*WORK REQUIRED*:
Transcribe the following entries word for word. End with the line where "pub enum PlayState" appears.
------ DATA SHOWN ------
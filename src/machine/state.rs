//! Controller states.
//!
//! ```text
//! game
//! ├── lobby
//! └── play
//!     ├── waiting
//!     ├── rolling
//!     ├── deciding
//!     ├── win
//!     └── lose
//! ```
//!
//! `play` is compound; the controller is always in one of its leaves while
//! playing. States are addressed by dotted paths such as `play.deciding`.

use serde::{Deserialize, Serialize};

/// Leaf states inside `play`.
#[derive(Clone, Copy, Debug, PartialEq, Eq, Hash, Serialize, Deserialize)]
pub enum PlayState {
    /// Waiting for the player to roll.
    Waiting,
    /// Dice are tumbling.
    Rolling,
    /// Player is picking tiles.
    Deciding,
    /// Every tile closed.
    Win,
    /// No move for the roll.
    Lose,
}

/// The active leaf state of the controller.
#[derive(Clone, Copy, Debug, PartialEq, Eq, Hash, Serialize, Deserialize)]
pub enum StateValue {
    Lobby,
    Play(PlayState),
}

impl StateValue {
    /// Full dotted path, e.g. `play.rolling`.
    #[must_use]
    pub const fn path(self) -> &'static str {
        match self {
            StateValue::Lobby => "lobby",
            StateValue::Play(PlayState::Waiting) => "play.waiting",
            StateValue::Play(PlayState::Rolling) => "play.rolling",
            StateValue::Play(PlayState::Deciding) => "play.deciding",
            StateValue::Play(PlayState::Win) => "play.win",
            StateValue::Play(PlayState::Lose) => "play.lose",
        }
    }

    /// Does this state match `path` or sit beneath it?
    ///
    /// `play.win` matches `"play.win"` and `"play"`, but not `"pl"`.
    #[must_use]
    pub fn matches(self, path: &str) -> bool {
        let full = self.path();
        match full.strip_prefix(path) {
            Some(rest) => rest.is_empty() || rest.starts_with('.'),
            None => false,
        }
    }

    /// The `play` substate, if playing.
    #[must_use]
    pub const fn play_state(self) -> Option<PlayState> {
        match self {
            StateValue::Play(state) => Some(state),
            StateValue::Lobby => None,
        }
    }

    /// Is this `play.win` or `play.lose`?
    #[must_use]
    pub const fn is_game_over(self) -> bool {
        matches!(self, StateValue::Play(PlayState::Win | PlayState::Lose))
    }
}

impl std::fmt::Display for StateValue {
    fn fmt(&self, f: &mut std::fmt::Formatter<'_>) -> std::fmt::Result {
        f.write_str(self.path())
    }
}
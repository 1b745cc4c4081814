//! Game configuration.
//!
//! `GameConfig` fixes the shape of a game at startup:
//! - Which tiles exist (`1..=highest_tile`)
//! - How many dice are rolled and how many faces they have
//! - How long the dice tumble before the player may decide
//! - RNG seed, initial state, and whether transition history is kept
//!
//! The defaults are the classic game: ten tiles, two six-sided dice, and a
//! one second roll.

use std::time::Duration;

use im::Vector;
use serde::{Deserialize, Serialize};
use thiserror::Error;

/// Largest supported tile count.
///
/// Move enumeration walks the powerset of open tiles, so this bounds it
/// at `2^12 - 1` subsets.
pub const MAX_TILES: u32 = 12;

/// Most dice rolled per turn.
pub const MAX_DICE: usize = 3;

/// Most faces per die.
pub const MAX_DIE_FACES: u32 = 20;

/// Invalid configuration values.
#[derive(Debug, Clone, PartialEq, Eq, Error)]
pub enum ConfigError {
    #[error("highest tile must be between 1 and {max}, got {value}")]
    HighestTile { value: u32, max: u32 },
    #[error("dice count must be between 1 and {max}, got {value}")]
    DiceCount { value: usize, max: usize },
    #[error("die faces must be between 2 and {max}, got {value}")]
    DieFaces { value: u32, max: u32 },
}

/// Complete game configuration.
#[derive(Clone, Debug, PartialEq, Eq, Serialize, Deserialize)]
#[serde(default)]
pub struct GameConfig {
    /// Highest numbered tile. Tiles run `1..=highest_tile`.
    pub highest_tile: u32,

    /// Dice rolled each turn.
    pub dice_count: usize,

    /// Faces per die.
    pub die_faces: u32,

    /// Time spent in `rolling` before moving on to `deciding`.
    pub roll_delay: Duration,

    /// RNG seed. `None` draws one from the OS.
    pub seed: Option<u64>,

    /// Start in `lobby` and wait for `START` instead of entering `play`.
    pub start_in_lobby: bool,

    /// Keep a history of every transition.
    pub record_history: bool,
}

impl Default for GameConfig {
    fn default() -> Self {
        Self {
            highest_tile: 10,
            dice_count: 2,
            die_faces: 6,
            roll_delay: Duration::from_millis(1000),
            seed: None,
            start_in_lobby: false,
            record_history: false,
        }
    }
}

impl GameConfig {
    /// Create the default configuration.
    #[must_use]
    pub fn new() -> Self {
        Self::default()
    }

    /// Set the highest tile.
    #[must_use]
    pub fn with_highest_tile(mut self, highest: u32) -> Self {
        self.highest_tile = highest;
        self
    }

    /// Set the number of dice.
    #[must_use]
    pub fn with_dice(mut self, count: usize, faces: u32) -> Self {
        self.dice_count = count;
        self.die_faces = faces;
        self
    }

    /// Set the rolling delay.
    #[must_use]
    pub fn with_roll_delay(mut self, delay: Duration) -> Self {
        self.roll_delay = delay;
        self
    }

    /// Use a fixed seed for reproducible games.
    #[must_use]
    pub fn with_seed(mut self, seed: u64) -> Self {
        self.seed = Some(seed);
        self
    }

    /// Start in the lobby.
    #[must_use]
    pub fn in_lobby(mut self) -> Self {
        self.start_in_lobby = true;
        self
    }

    /// Record transition history.
    #[must_use]
    pub fn with_history(mut self) -> Self {
        self.record_history = true;
        self
    }

    /// Every tile in play at the start of a game, ascending.
    #[must_use]
    pub fn all_tiles(&self) -> Vector<u32> {
        (1..=self.highest_tile).collect()
    }

    /// Check that all values are in range.
    pub fn validate(&self) -> Result<(), ConfigError> {
        if !(1..=MAX_TILES).contains(&self.highest_tile) {
            return Err(ConfigError::HighestTile {
                value: self.highest_tile,
                max: MAX_TILES,
            });
        }
        if !(1..=MAX_DICE).contains(&self.dice_count) {
            return Err(ConfigError::DiceCount {
                value: self.dice_count,
                max: MAX_DICE,
            });
        }
        if !(2..=MAX_DIE_FACES).contains(&self.die_faces) {
            return Err(ConfigError::DieFaces {
                value: self.die_faces,
                max: MAX_DIE_FACES,
            });
        }
        Ok(())
    }
}

#[cfg(test)]
mod tests {
    use super::*;

    #[test]
    fn test_default_config() {
        let config = GameConfig::default();
        assert_eq!(config.highest_tile, 10);
        assert_eq!(config.dice_count, 2);
        assert_eq!(config.die_faces, 6);
        assert_eq!(config.roll_delay, Duration::from_millis(1000));
        assert!(!config.start_in_lobby);
        assert!(config.validate().is_ok());
    }

    #[test]
    fn test_builder_pattern() {
        let config = GameConfig::new()
            .with_highest_tile(12)
            .with_dice(3, 8)
            .with_roll_delay(Duration::from_millis(250))
            .with_seed(7)
            .in_lobby()
            .with_history();

        assert_eq!(config.highest_tile, 12);
        assert_eq!(config.dice_count, 3);
        assert_eq!(config.die_faces, 8);
        assert_eq!(config.seed, Some(7));
        assert!(config.start_in_lobby);
        assert!(config.record_history);
        assert!(config.validate().is_ok());
    }

    #[test]
    fn test_all_tiles() {
        let tiles = GameConfig::new().with_highest_tile(4).all_tiles();
        assert_eq!(tiles.iter().copied().collect::<Vec<_>>(), vec![1, 2, 3, 4]);
    }

    #[test]
    fn test_validate_rejects_out_of_range() {
        assert_eq!(
            GameConfig::new().with_highest_tile(0).validate(),
            Err(ConfigError::HighestTile { value: 0, max: MAX_TILES })
        );
        assert_eq!(
            GameConfig::new().with_highest_tile(13).validate(),
            Err(ConfigError::HighestTile { value: 13, max: MAX_TILES })
        );
        assert_eq!(
            GameConfig::new().with_dice(0, 6).validate(),
            Err(ConfigError::DiceCount { value: 0, max: MAX_DICE })
        );
        assert_eq!(
            GameConfig::new().with_dice(2, 1).validate(),
            Err(ConfigError::DieFaces { value: 1, max: MAX_DIE_FACES })
        );
    }

    #[test]
    fn test_error_message() {
        let err = GameConfig::new().with_highest_tile(20).validate().unwrap_err();
        assert_eq!(err.to_string(), "highest tile must be between 1 and 12, got 20");
    }

    #[test]
    fn test_serialization() {
        let config = GameConfig::new().with_seed(99);
        let json = serde_json::to_string(&config).unwrap();
        let deserialized: GameConfig = serde_json::from_str(&json).unwrap();
        assert_eq!(config, deserialized);
    }

    #[test]
    fn test_partial_deserialization_uses_defaults() {
        let config: GameConfig = serde_json::from_str(r#"{"highest_tile": 9}"#).unwrap();
        assert_eq!(config.highest_tile, 9);
        assert_eq!(config.dice_count, 2);
        assert_eq!(config.seed, None);
    }
}
//! Sequence totals.

use std::borrow::Borrow;

/// Sum a sequence of values. An empty sequence sums to 0.
///
/// Accepts anything that iterates over `u32` or `&u32`, so slices,
/// `im::Vector`s and `SmallVec`s all work without copying.
///
/// ```
/// use shut_the_box::sets::sum;
///
/// assert_eq!(sum([4, 2, 10]), 16);
/// assert_eq!(sum(&Vec::<u32>::new()), 0);
/// ```
pub fn sum<I>(values: I) -> u32
where
    I: IntoIterator,
    I::Item: Borrow<u32>,
{
    values.into_iter().map(|value| *value.borrow()).sum()
}
// Inputdev Modifier Translation
// (keycode, modifier mask) -> symbol lookup over per-modifier key tables

use strum::IntoEnumIterator;
use strum_macros::{Display, EnumIter};

use crate::bitset::ModifierMask;
use crate::key::{Key, KEY_CNT};

/// Logical modifiers tracked in a [`ModifierMask`].
///
/// Left and right physical keys map to the same logical modifier.
#[derive(Debug, Clone, Copy, PartialEq, Eq, Hash, Display, EnumIter)]
#[repr(usize)]
pub enum ModifierBit {
    Shift = 0,
    Control,
    Alt,
    Meta,
    NumLock,
    CapsLock,
    Mode,
}

impl ModifierBit {
    pub fn bit(self) -> usize {
        self as usize
    }

    /// Modifier driven by a physical key, if the key is a modifier key.
    ///
    /// CapsLock and Mode are never produced by a key; they only take part
    /// in table selection when a caller sets them.
    pub fn from_key(key: Key) -> Option<Self> {
        match key {
            Key::LEFT_SHIFT | Key::RIGHT_SHIFT => Some(ModifierBit::Shift),
            Key::LEFT_CTRL | Key::RIGHT_CTRL => Some(ModifierBit::Control),
            Key::LEFT_ALT | Key::RIGHT_ALT => Some(ModifierBit::Alt),
            Key::LEFT_META | Key::RIGHT_META => Some(ModifierBit::Meta),
            Key::NUMLOCK => Some(ModifierBit::NumLock),
            _ => None,
        }
    }
}

/// Build a mask from a list of modifiers
pub fn modifier_mask(bits: &[ModifierBit]) -> ModifierMask {
    bits.iter().map(|b| b.bit()).collect()
}

/// The key tables, same semantics as the keycode columns of xmodmap(1)
#[derive(Debug, Clone, Copy, PartialEq, Eq, Hash, Display, EnumIter)]
#[strum(serialize_all = "snake_case")]
#[repr(usize)]
pub enum KeyTable {
    Normal = 0,
    Shift,
    Control,
    Mode,
    ModeShift,
}

impl KeyTable {
    pub const COUNT: usize = 5;

    /// Select the table for a modifier mask.
    ///
    /// CapsLock inverts Shift. NumLock is masked out and has no effect.
    pub fn select(mask: ModifierMask) -> Self {
        let mut mask = mask;
        if mask.test(ModifierBit::CapsLock.bit()) {
            mask.toggle(ModifierBit::Shift.bit());
        }
        mask.clear(ModifierBit::CapsLock.bit());
        mask.clear(ModifierBit::NumLock.bit());

        let shift = mask.test(ModifierBit::Shift.bit());
        let mode = mask.test(ModifierBit::Mode.bit());

        if mask.test(ModifierBit::Control.bit()) {
            KeyTable::Control
        } else if shift && mode {
            KeyTable::ModeShift
        } else if shift {
            KeyTable::Shift
        } else if mode {
            KeyTable::Mode
        } else {
            KeyTable::Normal
        }
    }
}

// US layout defaults for the normal and shift tables
const DEFAULT_MAP: &[(u16, [char; 2])] = &[
    (30, ['a', 'A']),
    (48, ['b', 'B']),
    (46, ['c', 'C']),
    (32, ['d', 'D']),
    (18, ['e', 'E']),
    (33, ['f', 'F']),
    (34, ['g', 'G']),
    (35, ['h', 'H']),
    (23, ['i', 'I']),
    (36, ['j', 'J']),
    (37, ['k', 'K']),
    (38, ['l', 'L']),
    (50, ['m', 'M']),
    (49, ['n', 'N']),
    (24, ['o', 'O']),
    (25, ['p', 'P']),
    (16, ['q', 'Q']),
    (19, ['r', 'R']),
    (31, ['s', 'S']),
    (20, ['t', 'T']),
    (22, ['u', 'U']),
    (47, ['v', 'V']),
    (17, ['w', 'W']),
    (45, ['x', 'X']),
    (21, ['y', 'Y']),
    (44, ['z', 'Z']),
    (11, ['0', ')']),
    (2, ['1', '!']),
    (3, ['2', '@']),
    (4, ['3', '#']),
    (5, ['4', '$']),
    (6, ['5', '%']),
    (7, ['6', '^']),
    (8, ['7', '&']),
    (9, ['8', '*']),
    (10, ['9', '(']),
];

// The first 27 default entries (a..z, then 0) get control codes 1..=27
const CONTROL_ENTRIES: usize = 27;

/// Per-modifier key tables used to translate key codes into symbols.
///
/// Built once at startup (defaults plus configured overrides) and shared
/// read-only by every device.
#[derive(Debug, Clone, PartialEq, Eq)]
pub struct KeyMap {
    tables: Vec<Vec<Option<char>>>,
}

impl KeyMap {
    /// Create a map with every slot empty
    pub fn empty() -> Self {
        Self {
            tables: vec![vec![None; KEY_CNT]; KeyTable::COUNT],
        }
    }

    /// Create a map populated with the default US tables
    pub fn new() -> Self {
        let mut map = Self::empty();
        for (i, &(code, [normal, shifted])) in DEFAULT_MAP.iter().enumerate() {
            map.set(KeyTable::Normal, code, Some(normal));
            map.set(KeyTable::Shift, code, Some(shifted));
            if i < CONTROL_ENTRIES {
                map.set(KeyTable::Control, code, char::from_u32(i as u32 + 1));
            }
        }
        map
    }

    /// Assign a slot; `None` or NUL empties it. Fails for codes above KEY_MAX.
    pub fn set(&mut self, table: KeyTable, code: u16, symbol: Option<char>) -> bool {
        match self.tables[table as usize].get_mut(code as usize) {
            Some(slot) => {
                *slot = symbol.filter(|c| *c != '\0');
                true
            }
            None => false,
        }
    }

    pub fn get(&self, table: KeyTable, code: u16) -> Option<char> {
        self.tables[table as usize]
            .get(code as usize)
            .copied()
            .flatten()
    }

    /// Translate a key code under the given modifier mask
    pub fn translate(&self, code: u16, mask: ModifierMask) -> Option<char> {
        self.get(KeyTable::select(mask), code)
    }

    /// Number of populated slots per table, in table order
    pub fn populated(&self) -> Vec<(KeyTable, usize)> {
        KeyTable::iter()
            .map(|t| (t, self.tables[t as usize].iter().flatten().count()))
            .collect()
    }
}

impl Default for KeyMap {
    fn default() -> Self {
        Self::new()
    }
}
// Inputdev Device Backends
// OS capability interfaces used by device handles, plus the evdev adapter

use std::io;
use std::os::unix::io::RawFd;
use std::path::Path;

use crate::bitset::EventMask;
use crate::event::RawInputEvent;

/// Stable identity of a device node (`st_rdev`)
pub type DeviceNumber = u64;

/// Hardware auto-repeat timing in milliseconds (EVIOCGREP/EVIOCSREP)
#[derive(Debug, Clone, Copy, PartialEq, Eq, Hash)]
pub struct RepeatRate {
    /// Delay before the first repeat
    pub delay_ms: u32,
    /// Interval between repeats
    pub period_ms: u32,
}

impl RepeatRate {
    pub fn new(delay_ms: u32, period_ms: u32) -> Self {
        Self {
            delay_ms,
            period_ms,
        }
    }
}

impl std::fmt::Display for RepeatRate {
    fn fmt(&self, f: &mut std::fmt::Formatter<'_>) -> std::fmt::Result {
        write!(f, "{}ms/{}ms", self.delay_ms, self.period_ms)
    }
}

/// Per-device OS controls.
///
/// Implementations wrap one open device node. Errors are plain
/// `io::Error`s; callers classify them (`ENODEV` means the device is gone,
/// `Interrupted`/`WouldBlock` are transient).
pub trait InputBackend: Send {
    /// Descriptor registered with the multiplexer
    fn raw_fd(&self) -> RawFd;

    /// Device number of the open node
    fn device_number(&self) -> io::Result<DeviceNumber>;

    /// Human readable device name (EVIOCGNAME)
    fn name(&self) -> io::Result<String>;

    /// Supported event types (EVIOCGBIT(0, ..))
    fn event_capabilities(&self) -> io::Result<EventMask>;

    /// Claim exclusive access (EVIOCGRAB 1)
    fn grab(&mut self) -> io::Result<()>;

    /// Release exclusive access (EVIOCGRAB 0)
    fn ungrab(&mut self) -> io::Result<()>;

    /// Current auto-repeat timing; `None` when the device has none
    fn auto_repeat(&self) -> Option<RepeatRate>;

    fn set_auto_repeat(&mut self, rate: RepeatRate) -> io::Result<()>;

    /// Read exactly one event record.
    ///
    /// `Ok(None)` reports a short read.
    fn read_event(&mut self) -> io::Result<Option<RawInputEvent>>;
}

/// Opens device nodes and resolves their device numbers
pub trait DeviceOpener: Send + Sync + 'static {
    type Device: InputBackend + 'static;

    fn open(&self, path: &Path) -> io::Result<Self::Device>;

    /// Device number currently behind `path` (stat)
    fn device_number(&self, path: &Path) -> io::Result<DeviceNumber>;
}

#[cfg(feature = "evdev-backend")]
pub use self::evdev_backend::{EvdevBackend, EvdevOpener};

#[cfg(feature = "evdev-backend")]
mod evdev_backend {
    use std::io;
    use std::mem;
    use std::os::unix::fs::MetadataExt;
    use std::os::unix::io::{AsRawFd, RawFd};
    use std::path::Path;

    use evdev::{AutoRepeat, Device};

    use super::{DeviceNumber, DeviceOpener, InputBackend, RepeatRate};
    use crate::bitset::EventMask;
    use crate::event::RawInputEvent;

    /// evdev-backed device node
    pub struct EvdevBackend {
        device: Device,
    }

    impl EvdevBackend {
        pub fn open(path: &Path) -> io::Result<Self> {
            let device = Device::open(path)?;
            set_nonblocking(device.as_raw_fd())?;
            Ok(Self { device })
        }
    }

    fn set_nonblocking(fd: RawFd) -> io::Result<()> {
        // SAFETY: fd belongs to the device opened above
        let flags = unsafe { libc::fcntl(fd, libc::F_GETFL) };
        if flags < 0 {
            return Err(io::Error::last_os_error());
        }
        let rc = unsafe { libc::fcntl(fd, libc::F_SETFL, flags | libc::O_NONBLOCK) };
        if rc < 0 {
            return Err(io::Error::last_os_error());
        }
        Ok(())
    }

    impl InputBackend for EvdevBackend {
        fn raw_fd(&self) -> RawFd {
            self.device.as_raw_fd()
        }

        fn device_number(&self) -> io::Result<DeviceNumber> {
            let mut st = mem::MaybeUninit::<libc::stat>::uninit();
            // SAFETY: valid descriptor and out pointer; st is only read on success
            let rc = unsafe { libc::fstat(self.raw_fd(), st.as_mut_ptr()) };
            if rc < 0 {
                return Err(io::Error::last_os_error());
            }
            let st = unsafe { st.assume_init() };
            Ok(st.st_rdev as DeviceNumber)
        }

        fn name(&self) -> io::Result<String> {
            Ok(self.device.name().unwrap_or("Unknown").to_string())
        }

        fn event_capabilities(&self) -> io::Result<EventMask> {
            Ok(self
                .device
                .supported_events()
                .iter()
                .map(|ty| ty.0 as usize)
                .collect())
        }

        fn grab(&mut self) -> io::Result<()> {
            self.device.grab()
        }

        fn ungrab(&mut self) -> io::Result<()> {
            self.device.ungrab()
        }

        fn auto_repeat(&self) -> Option<RepeatRate> {
            self.device
                .get_auto_repeat()
                .map(|rep| RepeatRate::new(rep.delay, rep.period))
        }

        fn set_auto_repeat(&mut self, rate: RepeatRate) -> io::Result<()> {
            self.device.update_auto_repeat(&AutoRepeat {
                delay: rate.delay_ms,
                period: rate.period_ms,
            })
        }

        fn read_event(&mut self) -> io::Result<Option<RawInputEvent>> {
            let size = mem::size_of::<libc::input_event>();
            // SAFETY: input_event is plain old data
            let mut ev: libc::input_event = unsafe { mem::zeroed() };
            let rc = unsafe {
                libc::read(
                    self.raw_fd(),
                    &mut ev as *mut libc::input_event as *mut libc::c_void,
                    size,
                )
            };
            if rc < 0 {
                return Err(io::Error::last_os_error());
            }
            if rc as usize != size {
                return Ok(None);
            }
            Ok(Some(RawInputEvent::new(ev.type_, ev.code, ev.value)))
        }
    }

    /// Opens `/dev/input/event*` style nodes through evdev
    #[derive(Debug, Default, Clone, Copy)]
    pub struct EvdevOpener;

    impl DeviceOpener for EvdevOpener {
        type Device = EvdevBackend;

        fn open(&self, path: &Path) -> io::Result<EvdevBackend> {
            EvdevBackend::open(path)
        }

        fn device_number(&self, path: &Path) -> io::Result<DeviceNumber> {
            Ok(std::fs::metadata(path)?.rdev())
        }
    }
}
------
*OUTPUT BELOW*:
filename src/machine/state.rs
//! Controller states.
//!
//! ```text
//! game
//! ├── lobby
//! └── play
//!     ├── waiting
//!     ├── rolling
//!     ├── deciding
//!     ├── win
//!     └── lose
//! ```
//!
//! `play` is compound; the controller is always in one of its leaves while
//! playing. States are addressed by dotted paths such as `play.deciding`.

use serde::{Deserialize, Serialize};

/// Leaf states inside `play`.
#[derive(Clone, Copy, Debug, PartialEq, Eq, Hash, Serialize, Deserialize)]
pub enum PlayState {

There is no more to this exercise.